PandasAI

Introduction:

Currently, we spend a lot of time editing, cleaning, and analyzing data using various methodologies.

Pandas is a popular Python library through which we can do the data manipulation.

Data Manipulation using Python means — It keeps the data in a structured format that is known as a “Data frame”. Data frames allow us to alter, clean up, or analyze the data. We can analyze the data by generating a bar graph, adding a new row/column, or by replacing the missing data.
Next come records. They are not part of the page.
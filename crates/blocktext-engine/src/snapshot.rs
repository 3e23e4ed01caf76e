//! Immutable per-dispatch view of editor state.
//!
//! A [`Snapshot`] bundles the schema descriptor, the document value, the
//! selection, pending decorator overrides, the converter registry and the
//! derived block index. The host captures one per external state change and
//! every guard and action in a dispatch cascade observes that same snapshot;
//! the document itself is only mutated after the cascade resolves.
//!
//! The one sanctioned exception is [`Snapshot::with_selection`]: a behavior
//! may deliberately construct an *adjusted* snapshot (same document,
//! substituted selection) to reuse selectors against a hypothetical range.

use std::collections::BTreeMap;
use std::sync::Arc;

use crate::content::Block;
use crate::converters::ConverterRegistry;
use crate::schema::Schema;
use crate::selection::{BlockIndexMap, Selection, convert, slice};

#[derive(Clone)]
pub struct Snapshot {
    pub schema: Arc<Schema>,
    pub value: Arc<Vec<Block>>,
    pub selection: Option<Selection>,
    /// Pending decorator toggles at a collapsed caret, keyed by decorator
    /// name; `true` forces the decorator on for the next insertion, `false`
    /// forces it off.
    pub decorator_overrides: BTreeMap<String, bool>,
    pub converters: Arc<ConverterRegistry>,
    /// Derived key index, rebuilt with the snapshot. Never a source of
    /// truth; consumers fall back to scanning `value` on a miss.
    pub index: Arc<BlockIndexMap>,
}

impl Snapshot {
    pub fn new(
        schema: Arc<Schema>,
        value: Arc<Vec<Block>>,
        selection: Option<Selection>,
        decorator_overrides: BTreeMap<String, bool>,
        converters: Arc<ConverterRegistry>,
    ) -> Self {
        let index = Arc::new(BlockIndexMap::build(&value));
        Snapshot {
            schema,
            value,
            selection,
            decorator_overrides,
            converters,
            index,
        }
    }

    pub fn blocks(&self) -> &[Block] {
        &self.value
    }

    /// The adjusted-snapshot technique: same document, substituted
    /// selection, shared index.
    pub fn with_selection(&self, selection: Option<Selection>) -> Snapshot {
        Snapshot {
            selection,
            ..self.clone()
        }
    }

    /// Current selection resolved to the indexed flavor, if it still
    /// applies to the value.
    pub fn indexed_selection(&self) -> Option<Selection> {
        let selection = self.selection.as_ref()?;
        convert::selection_to_indexed(&self.value, &self.index, selection)
    }

    /// Current selection resolved to the keyed flavor.
    pub fn keyed_selection(&self) -> Option<Selection> {
        let selection = self.selection.as_ref()?;
        convert::selection_to_keyed(&self.value, selection)
    }

    /// The blocks covered by the current selection, boundary spans
    /// truncated.
    pub fn slice_selection(&self) -> Vec<Block> {
        match &self.selection {
            Some(selection) => slice::slice(&self.value, &self.index, selection),
            None => Vec::new(),
        }
    }
}

impl std::fmt::Debug for Snapshot {
    fn fmt(&self, f: &mut std::fmt::Formatter<'_>) -> std::fmt::Result {
        f.debug_struct("Snapshot")
            .field("blocks", &self.value.len())
            .field("selection", &self.selection)
            .field("decorator_overrides", &self.decorator_overrides)
            .finish_non_exhaustive()
    }
}

#[cfg(test)]
mod tests {
    use super::*;
    use crate::content::TextBlock;
    use crate::selection::Point;

    fn snapshot_of(texts: &[&str], selection: Option<Selection>) -> Snapshot {
        let value: Vec<Block> = texts
            .iter()
            .map(|t| Block::Text(TextBlock::new(*t)))
            .collect();
        Snapshot::new(
            Arc::new(Schema::default()),
            Arc::new(value),
            selection,
            BTreeMap::new(),
            Arc::new(ConverterRegistry::standard()),
        )
    }

    #[test]
    fn with_selection_substitutes_only_the_selection() {
        let snap = snapshot_of(&["one", "two"], None);
        let adjusted =
            snap.with_selection(Some(Selection::collapsed(Point::indexed(1, Some(0), 0))));
        assert!(snap.selection.is_none());
        assert!(adjusted.selection.is_some());
        assert!(Arc::ptr_eq(&snap.value, &adjusted.value));
        assert!(Arc::ptr_eq(&snap.index, &adjusted.index));
    }

    #[test]
    fn stale_selection_resolves_to_none() {
        let snap = snapshot_of(
            &["one"],
            Some(Selection::collapsed(Point::keyed("gone", None, 0))),
        );
        assert!(snap.indexed_selection().is_none());
        assert!(snap.slice_selection().is_empty());
    }
}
To perform this operation of data manipulation it takes a lot of time and it’s a time-consuming process.

To overcome this drawback, we have the PandasAI library, a pandas library extension is more efficient for data analysis and manipulation.

Advantages of PandasAI:

  • It is a useful addition for Panda’s library users.
  • It has amazing capabilities, such as running language prompts that resemble SQL searches and producing visualizations directly from a Data Frame.
  • It increases productivity by automating several processes.
  • Even, if PandasAI is a strong library, still we need Panda’s library to be used because Panda’s library capabilities are required for some operations such as adding missing data to the Data Frame.
  • Pandas AI is a useful addition that enhances the functionality of the Panda’s library and further augments the efficiency and convenience of working with the data in Python.

What is PandasAI?

  • It is an extension of the Pandas library using OpenAI generative AI model.
  • It is used or allows users to generate insights from the Data Frame using just a text prompt.
  • It works on text-to-query generative AI developed by OpenAI.
  • Data Scientists and Data Analysts spend lots of time preparing the data for analysis (which is a huge drawback). Now they can use many strategies and procedures they have researched to reduce the time required for data preparation.
  • PandasAI is an addition to Panda’s library, we can pose these queries to PandasAI, and it will respond in the form of Pandas Data Frames, this saves time of manually browsing and responding to queries about the dataset.
  • By using OpenAI API PandasAI, we can achieve the goal of virtually conversing with a machine and providing the desired results rather than programming the task by ourselves.

How does PandasAI work?

It uses a generative AI model to understand and interpret Natural Language queries and translate them into Python code and SQL queries. It uses the code to interact with the data and return results to the users.

Who can use PandasAI?

It is designed to interact with the data in a more interactive way and it is used or designed for the Data Scientists, Data Analysts and Data Engineers who want to interact with their data in a more natural way.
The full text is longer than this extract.